Guys , are there any books from older (dead) authors that have a solid view on marriage? All I have ever been exposed to is things like "love languages" and the "love dare" which I'm sure aren't the most biblical. I would like to see what the puritans had to say about marriage and the roles of husband and wife.


----------



## arapahoepark (Jul 2, 2017)

William Gouge's Building a Godly Home vol. 2
Richard Baxter's Practical works.


----------



## KMK (Jul 2, 2017)

Genesis chapter 1 and 2 by Moses 




(Some Lord's Day humor)

Reactions: Funny 1


----------



## Ryan&Amber2013 (Jul 2, 2017)

Joel Beeke went through all the Puritan works on marriage, and summed them up in one book.
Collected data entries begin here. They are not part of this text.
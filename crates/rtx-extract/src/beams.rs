//! 射束几何归约
//!
//! 将每个射束的控制点序列归约为机架、准直器、治疗床三个轴的
//! 起止角度、旋转方向、总旋转范围与极值，并计算每度MU、每控制点MU等指标。

use crate::plan_summary::fraction_count;
use dicom::core::Tag;
use dicom::object::InMemDicomObject;
use rtx_core::utils::round_to;
use rtx_core::{
    AxisGeometry, BeamRecord, DocumentKind, Point3, Result, RotationDirection, RtError,
    StudyIdentity,
};
use rtx_dicom::{tags, AttributeAccess, DocumentSet};
use tracing::{debug, info};

/// 角度原点变换阈值 (度)
pub const ANGLE_THRESHOLD: f64 = 180.0;

/// 源皮距读数单位换算 (mm -> cm)
const SSD_UNIT_DIVISOR: f64 = 10.0;

/// 将0~360度表示变换为以0为中心的±180度表示
pub fn change_angle_origin(angle: f64, threshold: f64) -> f64 {
    if angle > threshold {
        angle - 360.0
    } else {
        angle
    }
}

/// 合并一个轴上各控制点的旋转方向
///
/// 全部一致时取该方向，否则按首次出现的方向组合为 `CW/CC` 或 `CC/CW`。
pub fn merge_directions(directions: &[RotationDirection]) -> RotationDirection {
    let Some(first) = directions.first() else {
        return RotationDirection::None;
    };
    if directions.iter().all(|d| d == first) {
        return *first;
    }
    match first {
        RotationDirection::CounterClockwise => RotationDirection::CounterThenClockwise,
        _ => RotationDirection::ClockwiseThenCounter,
    }
}

/// 单轴归约：角度为空时按 `[0]` 处理
pub fn reduce_axis(angles: &[f64], directions: &[RotationDirection]) -> AxisGeometry {
    let centered: Vec<f64> = if angles.is_empty() {
        vec![0.0]
    } else {
        angles
            .iter()
            .map(|a| change_angle_origin(*a, ANGLE_THRESHOLD))
            .collect()
    };

    let range: f64 = centered.windows(2).map(|w| (w[1] - w[0]).abs()).sum();

    AxisGeometry {
        start: centered[0],
        end: centered[centered.len() - 1],
        rot_dir: merge_directions(directions),
        range: round_to(range, 1),
        min: centered.iter().copied().fold(f64::INFINITY, f64::min),
        max: centered.iter().copied().fold(f64::NEG_INFINITY, f64::max),
    }
}

/// 单个旋转轴在控制点上的角度与方向字段
#[derive(Debug, Clone, Copy)]
struct AxisTags {
    angle: Tag,
    direction: Tag,
}

const GANTRY: AxisTags = AxisTags {
    angle: tags::GANTRY_ANGLE,
    direction: tags::GANTRY_ROTATION_DIRECTION,
};
const COLLIMATOR: AxisTags = AxisTags {
    angle: tags::BEAM_LIMITING_DEVICE_ANGLE,
    direction: tags::BEAM_LIMITING_DEVICE_ROTATION_DIRECTION,
};
const COUCH: AxisTags = AxisTags {
    angle: tags::PATIENT_SUPPORT_ANGLE,
    direction: tags::PATIENT_SUPPORT_ROTATION_DIRECTION,
};

impl AxisTags {
    fn reduce(&self, control_points: &[InMemDicomObject]) -> AxisGeometry {
        let angles: Vec<f64> = control_points
            .iter()
            .filter_map(|cp| cp.opt_f64(self.angle))
            .collect();
        let directions: Vec<RotationDirection> = control_points
            .iter()
            .filter_map(|cp| cp.opt_str(self.direction))
            .filter_map(|code| RotationDirection::from_code(&code))
            .collect();
        reduce_axis(&angles, &directions)
    }
}

/// 提取全部射束记录，编号从1开始连续
pub fn extract_beams(documents: &DocumentSet) -> Result<Vec<BeamRecord>> {
    let plan = documents.plan();
    let identity = documents.identity();
    let groups = plan.require_items(tags::FRACTION_GROUP_SEQUENCE, "FractionGroupSequence")?;

    let (beams, cp_tag, cp_field) = if plan.has(tags::BEAM_SEQUENCE) {
        (
            plan.items(tags::BEAM_SEQUENCE),
            tags::CONTROL_POINT_SEQUENCE,
            "ControlPointSequence",
        )
    } else {
        (
            plan.items(tags::ION_BEAM_SEQUENCE),
            tags::ION_CONTROL_POINT_SEQUENCE,
            "IonControlPointSequence",
        )
    };

    let mut records = Vec::new();
    for (group_index, group) in groups.iter().enumerate() {
        let referenced = group.items(tags::REFERENCED_BEAM_SEQUENCE);
        let fxs = fraction_count(group);
        let beam_count = group
            .opt_i64(tags::NUMBER_OF_BEAMS)
            .map(|n| n.max(0) as u32)
            .unwrap_or(referenced.len() as u32);

        for reference in referenced {
            let position = records.len();
            let beam = resolve_beam(beams, reference, position)?;
            let control_points = beam.required_items(cp_tag, DocumentKind::Plan, cp_field)?;

            records.push(reduce_beam(
                identity,
                beam,
                reference,
                control_points,
                BeamContext {
                    beam_number: position as u32 + 1,
                    fx_group: group_index as u32 + 1,
                    fxs,
                    fx_grp_beam_count: beam_count,
                },
            ));
        }
    }

    info!("射束表: {} 个射束", records.len());
    Ok(records)
}

/// 按ReferencedBeamNumber匹配BeamNumber，缺少编号时按出现顺序对应
fn resolve_beam<'a>(
    beams: &'a [InMemDicomObject],
    reference: &InMemDicomObject,
    position: usize,
) -> Result<&'a InMemDicomObject> {
    match reference.opt_i64(tags::REFERENCED_BEAM_NUMBER) {
        Some(number) => beams
            .iter()
            .find(|beam| beam.opt_i64(tags::BEAM_NUMBER) == Some(number))
            .or_else(|| {
                debug!("射束编号 {} 未找到，按顺序对应第 {} 个射束", number, position + 1);
                beams.get(position)
            })
            .ok_or_else(|| RtError::InvalidValue {
                document: DocumentKind::Plan,
                field: "ReferencedBeamNumber",
                value: number.to_string(),
            }),
        None => beams
            .get(position)
            .ok_or_else(|| RtError::missing(DocumentKind::Plan, "BeamSequence")),
    }
}

#[derive(Debug, Clone, Copy)]
struct BeamContext {
    beam_number: u32,
    fx_group: u32,
    fxs: u32,
    fx_grp_beam_count: u32,
}

fn reduce_beam(
    identity: &StudyIdentity,
    beam: &InMemDicomObject,
    reference: &InMemDicomObject,
    control_points: &[InMemDicomObject],
    context: BeamContext,
) -> BeamRecord {
    let first_cp = &control_points[0];
    let beam_mu = reference.f64_or(tags::BEAM_METERSET, 0.0);

    let gantry = GANTRY.reduce(control_points);
    let collimator = COLLIMATOR.reduce(control_points);
    let couch = COUCH.reduce(control_points);

    let control_point_count = beam
        .opt_i64(tags::NUMBER_OF_CONTROL_POINTS)
        .filter(|n| *n > 0)
        .map(|n| n as u32)
        .unwrap_or(control_points.len() as u32);

    // 最低标称能量同时作为能量上下限
    let min_energy = control_points
        .iter()
        .filter_map(|cp| cp.opt_f64(tags::NOMINAL_BEAM_ENERGY))
        .reduce(f64::min)
        .map(|e| round_to(e, 2));

    let rotational = [gantry.rot_dir, collimator.rot_dir, couch.rot_dir]
        .iter()
        .any(RotationDirection::is_rotational);

    BeamRecord {
        patient_id: identity.patient_id.clone(),
        study_instance_uid: identity.study_instance_uid.clone(),
        beam_number: context.beam_number,
        beam_name: beam
            .opt_str(tags::BEAM_DESCRIPTION)
            .or_else(|| beam.opt_str(tags::BEAM_NAME)),
        fx_group: context.fx_group,
        fxs: context.fxs,
        fx_grp_beam_count: context.fx_grp_beam_count,
        beam_dose: reference.opt_f64(tags::BEAM_DOSE),
        beam_mu,
        radiation_type: beam.opt_str(tags::RADIATION_TYPE),
        beam_energy_min: min_energy,
        beam_energy_max: min_energy,
        beam_type: beam.opt_str(tags::BEAM_TYPE),
        control_point_count,
        beam_dose_pt: point_of(reference, tags::BEAM_DOSE_SPECIFICATION_POINT),
        isocenter: point_of(first_cp, tags::ISOCENTER_POSITION),
        ssd: source_to_surface_distance(control_points, rotational),
        treatment_machine: beam.opt_str(tags::TREATMENT_MACHINE_NAME),
        scan_mode: beam.opt_str(tags::SCAN_MODE),
        scan_spot_count: scan_spot_count(control_points),
        beam_mu_per_deg: if gantry.range > 0.0 {
            Some(round_to(beam_mu / gantry.range, 2))
        } else {
            None
        },
        beam_mu_per_cp: round_to(beam_mu / control_point_count as f64, 2),
        gantry,
        collimator,
        couch,
    }
}

fn point_of(item: &InMemDicomObject, tag: Tag) -> Option<Point3> {
    match item.opt_f64s(tag)?.as_slice() {
        [x, y, z, ..] => Some([round_to(*x, 2), round_to(*y, 2), round_to(*z, 2)]),
        _ => None,
    }
}

/// 源皮距：任一轴旋转时取各控制点平均值，否则取首个控制点读数
fn source_to_surface_distance(control_points: &[InMemDicomObject], rotational: bool) -> Option<f64> {
    let first = control_points.first()?.opt_f64(tags::SOURCE_TO_SURFACE_DISTANCE)?;
    if !rotational {
        return Some(round_to(first / SSD_UNIT_DIVISOR, 2));
    }

    let readings: Vec<f64> = control_points
        .iter()
        .filter_map(|cp| cp.opt_f64(tags::SOURCE_TO_SURFACE_DISTANCE))
        .map(|ssd| round_to(ssd / SSD_UNIT_DIVISOR, 2))
        .collect();
    let average = readings.iter().sum::<f64>() / readings.len() as f64;
    Some(round_to(average, 2))
}

/// 扫描点数：各控制点累加后减半
fn scan_spot_count(control_points: &[InMemDicomObject]) -> Option<f64> {
    if !control_points.first()?.has(tags::NUMBER_OF_SCAN_SPOT_POSITIONS) {
        return None;
    }
    let total: f64 = control_points
        .iter()
        .map(|cp| cp.f64_or(tags::NUMBER_OF_SCAN_SPOT_POSITIONS, 0.0))
        .sum();
    Some(total / 2.0)
}

#[cfg(test)]
mod tests {
    use super::*;
    use dicom::core::VR;
    use rtx_dicom::builder::DatasetBuilder;

    fn cw(n: usize) -> Vec<RotationDirection> {
        vec![RotationDirection::Clockwise; n]
    }

    #[test]
    fn test_change_angle_origin() {
        assert_eq!(change_angle_origin(180.0, ANGLE_THRESHOLD), 180.0);
        assert_eq!(change_angle_origin(181.0, ANGLE_THRESHOLD), -179.0);
        assert_eq!(change_angle_origin(0.0, ANGLE_THRESHOLD), 0.0);
        assert_eq!(change_angle_origin(359.0, ANGLE_THRESHOLD), -1.0);
    }

    #[test]
    fn test_merge_directions() {
        let cw = RotationDirection::Clockwise;
        let cc = RotationDirection::CounterClockwise;
        assert_eq!(merge_directions(&[]), RotationDirection::None);
        assert_eq!(merge_directions(&[cw, cw]), cw);
        assert_eq!(
            merge_directions(&[cc, cw]),
            RotationDirection::CounterThenClockwise
        );
        assert_eq!(
            merge_directions(&[cw, cc, cw]),
            RotationDirection::ClockwiseThenCounter
        );
    }

    #[test]
    fn test_reduce_axis_arc_through_zero() {
        let axis = reduce_axis(&[181.0, 270.0, 0.0, 90.0, 179.0], &cw(5));
        assert_eq!(axis.start, -179.0);
        assert_eq!(axis.end, 179.0);
        assert_eq!(axis.range, 358.0);
        assert_eq!(axis.min, -179.0);
        assert_eq!(axis.max, 179.0);
        assert_eq!(axis.rot_dir, RotationDirection::Clockwise);
    }

    #[test]
    fn test_reduce_axis_counts_multi_arc_sweeps() {
        let axis = reduce_axis(&[0.0, 90.0, 0.0], &[]);
        assert_eq!(axis.range, 180.0);
        assert_eq!(axis.rot_dir, RotationDirection::None);
    }

    #[test]
    fn test_reversed_control_points_keep_range() {
        let forward = [181.0, 200.5, 330.25, 10.0, 45.0];
        let reversed: Vec<f64> = forward.iter().rev().copied().collect();
        let a = reduce_axis(&forward, &cw(5));
        let b = reduce_axis(&reversed, &cw(5));
        assert_eq!(a.range, b.range);
        assert_eq!(a.start, b.end);
        assert_eq!(a.end, b.start);
    }

    #[test]
    fn test_empty_axis_defaults_to_zero() {
        let axis = reduce_axis(&[], &[]);
        assert_eq!(axis.start, 0.0);
        assert_eq!(axis.end, 0.0);
        assert_eq!(axis.range, 0.0);
        assert_eq!(axis.rot_dir, RotationDirection::None);
    }

    #[test]
    fn test_direction_codes_case_insensitive() {
        let cp = |angle: f64, direction: &str| {
            DatasetBuilder::new()
                .num(tags::GANTRY_ANGLE, VR::DS, angle)
                .str(tags::GANTRY_ROTATION_DIRECTION, VR::CS, direction)
                .build()
        };
        let upper = GANTRY.reduce(&[cp(180.0, "CC"), cp(90.0, "CC")]);
        let lower = GANTRY.reduce(&[cp(180.0, "cc"), cp(90.0, "cc")]);
        assert_eq!(upper, lower);

        let ignored = GANTRY.reduce(&[cp(0.0, "NONE")]);
        assert_eq!(ignored.rot_dir, RotationDirection::None);
    }

    #[test]
    fn test_ssd_average_for_rotational_beam() {
        let cp = |ssd: f64| {
            DatasetBuilder::new()
                .num(tags::SOURCE_TO_SURFACE_DISTANCE, VR::DS, ssd)
                .build()
        };
        let cps = vec![cp(900.0), cp(920.0), DatasetBuilder::new().build(), cp(940.0)];
        assert_eq!(source_to_surface_distance(&cps, true), Some(92.0));
        assert_eq!(source_to_surface_distance(&cps, false), Some(90.0));
        assert_eq!(
            source_to_surface_distance(&[DatasetBuilder::new().build()], true),
            None
        );
    }

    #[test]
    fn test_scan_spot_count_is_halved() {
        let cp = |spots: i64| {
            DatasetBuilder::new()
                .int(tags::NUMBER_OF_SCAN_SPOT_POSITIONS, VR::IS, spots)
                .build()
        };
        assert_eq!(scan_spot_count(&[cp(10), cp(10), cp(6)]), Some(13.0));
        assert_eq!(scan_spot_count(&[DatasetBuilder::new().build()]), None);
    }

    #[test]
    fn test_resolve_beam_by_number_then_position() {
        let beam = |number: i64| DatasetBuilder::new().int(tags::BEAM_NUMBER, VR::IS, number).build();
        let beams = vec![beam(1), beam(2)];
        let reference = |number: i64| {
            DatasetBuilder::new()
                .int(tags::REFERENCED_BEAM_NUMBER, VR::IS, number)
                .build()
        };

        let found = resolve_beam(&beams, &reference(2), 0).unwrap();
        assert_eq!(found.opt_i64(tags::BEAM_NUMBER), Some(2));

        let fallback = resolve_beam(&beams, &DatasetBuilder::new().build(), 1).unwrap();
        assert_eq!(fallback.opt_i64(tags::BEAM_NUMBER), Some(2));

        assert!(resolve_beam(&beams, &reference(9), 5).is_err());
    }
}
I don't know the name of it but you can probably look at his works and find it.


----------



## reaganmarsh (Jul 3, 2017)

KMK said:


> Genesis chapter 1 and 2 by Moses
> 
> 
> 
> ...



Ephesians 5, by Paul.
(Some post-Lord's Day humor.  )



Ryan&Amber2013 said:


> Joel Beeke went through all the Puritan works on marriage, and summed them up in one book. I don't know the name of it but you can probably look at his works and find it.



The book, coauthored with James LaBelle, is _Living in a Godly Marriage_. It's very good.


----------



## Steve Curtis (Jul 4, 2017)

Surely you don't really want just "any old book" on marriage...


----------